Saat ini Pusat Studi dan Konservasi Keanekaragaman Hayati Indonesia bersama Dinas Kehutanan Kalimantan Selatan dalam hal ini UPT Tahura Sultan Adam sedang merencanakan membangun kerja sama perlindungan kawasan habitat katak, mengingat Tahura Sultan Adam memiliki cukup banyak keragaman jenis katak," kata Ketua Pusat Studi dan Konservasi Keanekaragaman Hayati Indonesia, Amalia Rezeki.

Termasuk salah satu jenis katak terkecil seperti Microhyla borneensis, bahkan masih memungkinkan adanya spesies baru yang belum terungkap. Untuk itu kami masih terus melakukan penelitian katak di kawasan tersebut.
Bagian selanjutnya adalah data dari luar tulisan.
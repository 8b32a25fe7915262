//! In-process pull request store.

use std::collections::{BTreeMap, HashMap};
use std::sync::{Mutex, MutexGuard};

use async_trait::async_trait;
use chrono::{DateTime, Utc};

use crate::domain::ports::{
    PullRequestStatistics, PullRequestStore, PullRequestStoreError, StatisticsSourceError,
};
use crate::domain::{
    PullRequest, PullRequestCounts, PullRequestId, PullRequestStatus, PullRequestSummary,
    ReviewerLoad, UserId,
};

use super::{POISONED, count};

/// Pull request store held in process memory.
///
/// Each method holds the lock for its whole read-check-write sequence, which
/// makes creation a compare-and-insert and reassignment a compare-and-swap.
#[derive(Debug, Default)]
pub struct InMemoryPullRequestStore {
    records: Mutex<HashMap<PullRequestId, PullRequest>>,
}

impl InMemoryPullRequestStore {
    /// Create an empty store.
    pub fn new() -> Self {
        Self::default()
    }

    fn lock(&self) -> Result<MutexGuard<'_, HashMap<PullRequestId, PullRequest>>, &'static str> {
        self.records.lock().map_err(|_| POISONED)
    }
}

#[async_trait]
impl PullRequestStore for InMemoryPullRequestStore {
    async fn create(&self, pull_request: &PullRequest) -> Result<(), PullRequestStoreError> {
        let mut records = self.lock().map_err(PullRequestStoreError::connection)?;
        if records.contains_key(pull_request.id()) {
            return Err(PullRequestStoreError::duplicate(pull_request.id().as_str()));
        }
        records.insert(pull_request.id().clone(), pull_request.clone());
        Ok(())
    }

    async fn find(&self, id: &PullRequestId) -> Result<Option<PullRequest>, PullRequestStoreError> {
        let records = self.lock().map_err(PullRequestStoreError::connection)?;
        Ok(records.get(id).cloned())
    }

    async fn merge(
        &self,
        id: &PullRequestId,
        now: DateTime<Utc>,
    ) -> Result<Option<PullRequest>, PullRequestStoreError> {
        let mut records = self.lock().map_err(PullRequestStoreError::connection)?;
        Ok(records.get_mut(id).map(|record| {
            record.merge(now);
            record.clone()
        }))
    }

    async fn replace_reviewer(
        &self,
        id: &PullRequestId,
        old: &UserId,
        new: &UserId,
    ) -> Result<Option<PullRequest>, PullRequestStoreError> {
        let mut records = self.lock().map_err(PullRequestStoreError::connection)?;
        let Some(record) = records.get_mut(id) else {
            return Ok(None);
        };
        record
            .replace_reviewer(old, new.clone())
            .map_err(|error| PullRequestStoreError::from_swap(id, error))?;
        Ok(Some(record.clone()))
    }

    async fn list_by_reviewer(
        &self,
        reviewer: &UserId,
    ) -> Result<Vec<PullRequestSummary>, PullRequestStoreError> {
        let records = self.lock().map_err(PullRequestStoreError::connection)?;
        let mut reviewed: Vec<&PullRequest> = records
            .values()
            .filter(|record| record.has_reviewer(reviewer))
            .collect();
        reviewed.sort_by(|left, right| {
            left.created_at()
                .cmp(&right.created_at())
                .then_with(|| left.id().cmp(right.id()))
        });
        Ok(reviewed.into_iter().map(PullRequest::summary).collect())
    }
}

#[async_trait]
impl PullRequestStatistics for InMemoryPullRequestStore {
    async fn count_pull_requests(&self) -> Result<PullRequestCounts, StatisticsSourceError> {
        let records = self.lock().map_err(StatisticsSourceError::connection)?;
        let open = records
            .values()
            .filter(|record| record.status() == PullRequestStatus::Open)
            .count();
        Ok(PullRequestCounts {
            total: count(records.len()),
            open: count(open),
            merged: count(records.len().saturating_sub(open)),
        })
    }

    async fn reviewer_loads(&self) -> Result<Vec<ReviewerLoad>, StatisticsSourceError> {
        let records = self.lock().map_err(StatisticsSourceError::connection)?;
        let mut loads: BTreeMap<&UserId, u64> = BTreeMap::new();
        for reviewer in records.values().flat_map(PullRequest::reviewers) {
            *loads.entry(reviewer).or_default() += 1;
        }
        Ok(loads
            .into_iter()
            .map(|(user_id, assigned)| ReviewerLoad {
                user_id: user_id.clone(),
                assigned,
            })
            .collect())
    }
}

#[cfg(test)]
mod tests {
    //! Store adapter coverage.

    use super::*;
    use crate::domain::test_support::{
        fixture_timestamp, open_pull_request, pull_request_id, user_id,
    };
    use chrono::Duration;
    use rstest::{fixture, rstest};

    #[fixture]
    fn store() -> InMemoryPullRequestStore {
        InMemoryPullRequestStore::new()
    }

    async fn seeded(store: &InMemoryPullRequestStore) {
        store
            .create(&open_pull_request("pr1", "A", &["B", "C"]))
            .await
            .expect("seed pull request");
    }

    #[rstest]
    #[tokio::test]
    async fn duplicate_create_keeps_existing_record(store: InMemoryPullRequestStore) {
        seeded(&store).await;

        let error = store
            .create(&open_pull_request("pr1", "Z", &[]))
            .await
            .expect_err("duplicate id");

        assert_eq!(error, PullRequestStoreError::duplicate("pr1"));
        let stored = store
            .find(&pull_request_id("pr1"))
            .await
            .expect("lookup succeeds")
            .expect("record exists");
        assert_eq!(stored.author(), &user_id("A"));
    }

    #[rstest]
    #[tokio::test]
    async fn merge_is_idempotent(store: InMemoryPullRequestStore) {
        seeded(&store).await;
        let first = fixture_timestamp() + Duration::minutes(5);

        let merged = store
            .merge(&pull_request_id("pr1"), first)
            .await
            .expect("merge succeeds")
            .expect("record exists");
        let again = store
            .merge(&pull_request_id("pr1"), first + Duration::hours(1))
            .await
            .expect("merge succeeds")
            .expect("record exists");

        assert_eq!(merged.merged_at(), Some(first));
        assert_eq!(again, merged);
        assert!(
            store
                .merge(&pull_request_id("missing"), first)
                .await
                .expect("merge succeeds")
                .is_none()
        );
    }

    #[rstest]
    #[tokio::test]
    async fn replace_revalidates_under_the_lock(store: InMemoryPullRequestStore) {
        seeded(&store).await;
        let id = pull_request_id("pr1");

        let updated = store
            .replace_reviewer(&id, &user_id("B"), &user_id("E"))
            .await
            .expect("swap succeeds")
            .expect("record exists");
        assert_eq!(updated.reviewers(), &[user_id("E"), user_id("C")]);

        let stale = store
            .replace_reviewer(&id, &user_id("B"), &user_id("D"))
            .await
            .expect_err("B already replaced");
        assert_eq!(stale, PullRequestStoreError::reviewer_not_assigned("pr1", "B"));

        let duplicate = store
            .replace_reviewer(&id, &user_id("C"), &user_id("E"))
            .await
            .expect_err("E already assigned");
        assert_eq!(
            duplicate,
            PullRequestStoreError::reviewer_already_assigned("pr1", "E")
        );
    }

    #[rstest]
    #[tokio::test]
    async fn replace_on_merged_record_is_refused(store: InMemoryPullRequestStore) {
        seeded(&store).await;
        let id = pull_request_id("pr1");
        store
            .merge(&id, fixture_timestamp())
            .await
            .expect("merge succeeds");

        let error = store
            .replace_reviewer(&id, &user_id("B"), &user_id("E"))
            .await
            .expect_err("merged");

        assert_eq!(error, PullRequestStoreError::merged("pr1"));
    }

    #[rstest]
    #[tokio::test]
    async fn statistics_count_records_and_loads(store: InMemoryPullRequestStore) {
        seeded(&store).await;
        store
            .create(&open_pull_request("pr2", "C", &["B"]))
            .await
            .expect("seed pull request");
        store
            .merge(&pull_request_id("pr2"), fixture_timestamp())
            .await
            .expect("merge succeeds");

        let counts = store.count_pull_requests().await.expect("counts");
        assert_eq!(
            counts,
            PullRequestCounts {
                total: 2,
                open: 1,
                merged: 1
            }
        );

        let loads = store.reviewer_loads().await.expect("loads");
        assert_eq!(
            loads,
            vec![
                ReviewerLoad {
                    user_id: user_id("B"),
                    assigned: 2
                },
                ReviewerLoad {
                    user_id: user_id("C"),
                    assigned: 1
                },
            ]
        );

        let reviews = store
            .list_by_reviewer(&user_id("B"))
            .await
            .expect("listing succeeds");
        let ids: Vec<&str> = reviews.iter().map(|summary| summary.id.as_str()).collect();
        assert_eq!(ids, ["pr1", "pr2"]);
    }
}
//! In-process directory adapter.

use std::collections::HashMap;
use std::sync::{Mutex, MutexGuard};

use async_trait::async_trait;

use crate::domain::ports::{
    Directory, DirectoryError, DirectoryStatistics, DirectoryWriteError, DirectoryWriter,
    StatisticsSourceError,
};
use crate::domain::{Team, TeamMember, TeamName, User, UserCounts, UserId};

use super::{POISONED, count};

#[derive(Debug, Default)]
struct DirectoryState {
    users: HashMap<UserId, User>,
    rosters: HashMap<TeamName, Vec<UserId>>,
}

impl DirectoryState {
    fn team(&self, name: &TeamName) -> Option<Team> {
        let roster = self.rosters.get(name)?;
        let members = roster
            .iter()
            .filter_map(|id| self.users.get(id))
            .map(|user| TeamMember::new(user.id().clone(), user.username().clone(), user.is_active()))
            .collect();
        Some(Team::new(name.clone(), members))
    }

    fn upsert_member(&mut self, team: &TeamName, member: &TeamMember) {
        let previous_team = self
            .users
            .get(&member.id)
            .map(|existing| existing.team().clone());
        match previous_team {
            Some(previous) if previous == *team => {}
            Some(previous) => {
                if let Some(roster) = self.rosters.get_mut(&previous) {
                    roster.retain(|id| *id != member.id);
                }
                self.append(team, &member.id);
            }
            None => self.append(team, &member.id),
        }
        self.users
            .insert(member.id.clone(), member.clone().into_user(team.clone()));
    }

    fn append(&mut self, team: &TeamName, id: &UserId) {
        self.rosters.entry(team.clone()).or_default().push(id.clone());
    }
}

/// Directory held in process memory.
///
/// Every operation runs under a single lock, so team creation and member
/// upserts are observed all at once or not at all.
#[derive(Debug, Default)]
pub struct InMemoryDirectory {
    state: Mutex<DirectoryState>,
}

impl InMemoryDirectory {
    /// Create an empty directory.
    pub fn new() -> Self {
        Self::default()
    }

    fn lock(&self) -> Result<MutexGuard<'_, DirectoryState>, &'static str> {
        self.state.lock().map_err(|_| POISONED)
    }
}

#[async_trait]
impl Directory for InMemoryDirectory {
    async fn find_user(&self, id: &UserId) -> Result<Option<User>, DirectoryError> {
        let state = self.lock().map_err(DirectoryError::connection)?;
        Ok(state.users.get(id).cloned())
    }

    async fn find_team(&self, name: &TeamName) -> Result<Option<Team>, DirectoryError> {
        let state = self.lock().map_err(DirectoryError::connection)?;
        Ok(state.team(name))
    }
}

#[async_trait]
impl DirectoryWriter for InMemoryDirectory {
    async fn create_team(&self, team: &Team) -> Result<Team, DirectoryWriteError> {
        let mut state = self.lock().map_err(DirectoryWriteError::connection)?;
        if state.rosters.contains_key(team.name()) {
            return Err(DirectoryWriteError::team_exists(team.name().as_str()));
        }

        state.rosters.insert(team.name().clone(), Vec::new());
        for member in team.members() {
            state.upsert_member(team.name(), member);
        }

        state
            .team(team.name())
            .ok_or_else(|| DirectoryWriteError::query("team vanished during creation"))
    }

    async fn set_user_active(
        &self,
        id: &UserId,
        active: bool,
    ) -> Result<Option<User>, DirectoryWriteError> {
        let mut state = self.lock().map_err(DirectoryWriteError::connection)?;
        let Some(user) = state.users.remove(id) else {
            return Ok(None);
        };
        let updated = user.with_active(active);
        state.users.insert(id.clone(), updated.clone());
        Ok(Some(updated))
    }
}

#[async_trait]
impl DirectoryStatistics for InMemoryDirectory {
    async fn count_teams(&self) -> Result<u64, StatisticsSourceError> {
        let state = self.lock().map_err(StatisticsSourceError::connection)?;
        Ok(count(state.rosters.len()))
    }

    async fn count_users(&self) -> Result<UserCounts, StatisticsSourceError> {
        let state = self.lock().map_err(StatisticsSourceError::connection)?;
        Ok(UserCounts {
            total: count(state.users.len()),
            active: count(state.users.values().filter(|user| user.is_active()).count()),
        })
    }
}
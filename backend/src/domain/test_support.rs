//! Builders shared by domain unit tests.

use std::sync::Arc;

use chrono::{DateTime, Local, TimeZone, Utc};
use mockable::Clock;

use super::{PullRequest, PullRequestId, Team, TeamMember, TeamName, User, UserId, Username};

pub(crate) struct FixtureClock {
    pub(crate) utc_now: DateTime<Utc>,
}

impl Clock for FixtureClock {
    fn local(&self) -> DateTime<Local> {
        self.utc_now.with_timezone(&Local)
    }

    fn utc(&self) -> DateTime<Utc> {
        self.utc_now
    }
}

pub(crate) fn fixture_timestamp() -> DateTime<Utc> {
    Utc.with_ymd_and_hms(2025, 3, 14, 12, 0, 0)
        .single()
        .expect("valid fixture timestamp")
}

pub(crate) fn fixture_clock() -> Arc<dyn Clock> {
    Arc::new(FixtureClock {
        utc_now: fixture_timestamp(),
    })
}

pub(crate) fn user_id(raw: &str) -> UserId {
    UserId::new(raw).expect("valid user id")
}

pub(crate) fn team_name(raw: &str) -> TeamName {
    TeamName::new(raw).expect("valid team name")
}

pub(crate) fn pull_request_id(raw: &str) -> PullRequestId {
    PullRequestId::new(raw).expect("valid pull request id")
}

pub(crate) fn member(raw: &str, active: bool) -> TeamMember {
    TeamMember::new(
        user_id(raw),
        Username::new(format!("user {raw}")).expect("valid username"),
        active,
    )
}

pub(crate) fn user(raw: &str, team: &str, active: bool) -> User {
    member(raw, active).into_user(team_name(team))
}

/// Build a team from `(id, active)` pairs in roster order.
pub(crate) fn team(name: &str, roster: &[(&str, bool)]) -> Team {
    Team::new(
        team_name(name),
        roster
            .iter()
            .map(|(raw, active)| member(raw, *active))
            .collect(),
    )
}

pub(crate) fn open_pull_request(id: &str, author: &str, reviewers: &[&str]) -> PullRequest {
    PullRequest::open(
        pull_request_id(id),
        format!("change {id}"),
        user_id(author),
        reviewers.iter().map(|raw| user_id(raw)).collect(),
        fixture_timestamp(),
    )
}
//! Port for pull request persistence with atomic updates.

use async_trait::async_trait;
use chrono::{DateTime, Utc};

use crate::domain::{PullRequest, PullRequestId, PullRequestSummary, ReviewerSwapError, UserId};

use super::define_port_error;

define_port_error! {
    /// Errors raised by pull request store adapters.
    pub enum PullRequestStoreError {
        /// Store connection could not be established.
        Connection { message: String } => "pull request store connection failed: {message}",
        /// Query or mutation failed during execution.
        Query { message: String } => "pull request store query failed: {message}",
        /// A pull request with this identifier already exists.
        Duplicate { id: String } => "pull request {id} already exists",
        /// The pull request is merged, so its reviewers are frozen.
        Merged { id: String } => "pull request {id} is merged",
        /// The outgoing reviewer is no longer assigned.
        ReviewerNotAssigned { id: String, reviewer: String } =>
            "reviewer {reviewer} is not assigned to pull request {id}",
        /// The incoming reviewer is already assigned.
        ReviewerAlreadyAssigned { id: String, reviewer: String } =>
            "reviewer {reviewer} is already assigned to pull request {id}",
    }
}

impl PullRequestStoreError {
    /// Translate a refused in-record reviewer swap for pull request `id`.
    pub fn from_swap(id: &PullRequestId, error: ReviewerSwapError) -> Self {
        match error {
            ReviewerSwapError::Merged => Self::merged(id.as_str()),
            ReviewerSwapError::NotAssigned(reviewer) => {
                Self::reviewer_not_assigned(id.as_str(), reviewer)
            }
            ReviewerSwapError::AlreadyAssigned(reviewer) => {
                Self::reviewer_already_assigned(id.as_str(), reviewer)
            }
        }
    }
}

/// Pull request records keyed by identifier.
///
/// Every mutation is a single atomic operation. Adapters must never expose a
/// partially applied change.
#[cfg_attr(test, mockall::automock)]
#[async_trait]
pub trait PullRequestStore: Send + Sync {
    /// Insert `pull_request` unless its identifier is taken.
    ///
    /// Fails with [`PullRequestStoreError::Duplicate`] and leaves the
    /// existing record untouched when it is.
    async fn create(&self, pull_request: &PullRequest) -> Result<(), PullRequestStoreError>;

    /// Fetch a pull request by identifier.
    async fn find(&self, id: &PullRequestId) -> Result<Option<PullRequest>, PullRequestStoreError>;

    /// Mark a pull request merged at `now`.
    ///
    /// Idempotent: a merged pull request is returned unchanged. Returns
    /// `None` when the identifier is unknown.
    async fn merge(
        &self,
        id: &PullRequestId,
        now: DateTime<Utc>,
    ) -> Result<Option<PullRequest>, PullRequestStoreError>;

    /// Replace `old` with `new` at the same position.
    ///
    /// The adapter re-checks under its own atomicity that the pull request
    /// is open, `old` is assigned, and `new` is not. Returns `None` when the
    /// identifier is unknown.
    async fn replace_reviewer(
        &self,
        id: &PullRequestId,
        old: &UserId,
        new: &UserId,
    ) -> Result<Option<PullRequest>, PullRequestStoreError>;

    /// List pull requests reviewed by `reviewer`, oldest first.
    async fn list_by_reviewer(
        &self,
        reviewer: &UserId,
    ) -> Result<Vec<PullRequestSummary>, PullRequestStoreError>;
}
//! Statistics domain service.
//!
//! The four counting queries are independent, so they run concurrently and
//! are joined once. Each branch keeps its own failure; a failing branch
//! never cancels or taints the others.

use std::sync::Arc;

use async_trait::async_trait;
use tracing::warn;

use crate::domain::ports::{
    DirectoryStatistics, PullRequestStatistics, StatisticsQuery, StatisticsSourceError,
};
use crate::domain::{Error, Statistics, StatisticsBranch, StatisticsError, StatisticsFailure};

fn map_source_error(error: StatisticsSourceError) -> Error {
    match error {
        StatisticsSourceError::Connection { message } => {
            Error::service_unavailable(format!("statistics source unavailable: {message}"))
        }
        StatisticsSourceError::Query { message } => {
            Error::internal(format!("statistics source error: {message}"))
        }
    }
}

fn capture<T>(
    branch: StatisticsBranch,
    result: Result<T, StatisticsSourceError>,
    failures: &mut Vec<StatisticsFailure>,
) -> Option<T> {
    match result {
        Ok(value) => Some(value),
        Err(error) => {
            warn!(branch = branch.as_str(), %error, "statistics branch failed");
            failures.push(StatisticsFailure {
                branch,
                error: map_source_error(error),
            });
            None
        }
    }
}

/// Statistics service implementing [`StatisticsQuery`].
#[derive(Clone)]
pub struct StatisticsService<D, P> {
    directory: Arc<D>,
    pull_requests: Arc<P>,
}

impl<D, P> StatisticsService<D, P> {
    /// Create a new service over the directory and store counters.
    pub fn new(directory: Arc<D>, pull_requests: Arc<P>) -> Self {
        Self {
            directory,
            pull_requests,
        }
    }
}

#[async_trait]
impl<D, P> StatisticsQuery for StatisticsService<D, P>
where
    D: DirectoryStatistics,
    P: PullRequestStatistics,
{
    async fn statistics(&self) -> Result<Statistics, StatisticsError> {
        let (teams, users, pull_requests, reviewer_loads) = tokio::join!(
            self.directory.count_teams(),
            self.directory.count_users(),
            self.pull_requests.count_pull_requests(),
            self.pull_requests.reviewer_loads(),
        );

        let mut failures = Vec::new();
        let teams = capture(StatisticsBranch::Teams, teams, &mut failures);
        let users = capture(StatisticsBranch::Users, users, &mut failures);
        let pull_requests = capture(StatisticsBranch::PullRequests, pull_requests, &mut failures);
        let reviewer_loads = capture(
            StatisticsBranch::ReviewerLoads,
            reviewer_loads,
            &mut failures,
        );

        match (teams, users, pull_requests, reviewer_loads) {
            (Some(teams), Some(users), Some(pull_requests), Some(reviewer_loads)) => {
                Ok(Statistics {
                    teams,
                    users,
                    pull_requests,
                    reviewer_loads,
                })
            }
            _ => Err(StatisticsError { failures }),
        }
    }
}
Katak merupakan salah satu indikator biologis kerusakan lingkungan. Hilangnya populasi katak di sebuah ekosistem menjadi indikator sederhana kerusakan lingkungan.

Taman Hutan Raya Sultan Adam sendiri secara geografis terletak didua kabupaten, yaitu kabupaten Banjar dan Tanah laut, Kalimantan Selatan yang luasnya sekitar 112.000 Ha dengan vegetasi tumbuhan khas hutan hujan tropika.

Oleh karena itu, tambahnya, kawasan ini menjadi habitat alami herpetofauna yang bagus, khususnya berbagai jenis katak yang unik dan langka seperti Microhyla borneensis, Kalophrynus baluensis, Chaperina fusca, Amnirana nicobariensis, Metaphrynella sundana, Philautus auriasciatus, Megophrys montana, Huia masonii, Limnonectes leporinus, Pseudobufo subasper, dan masih banyak lagi yang bisa kita jumpai di kawasan tesebut.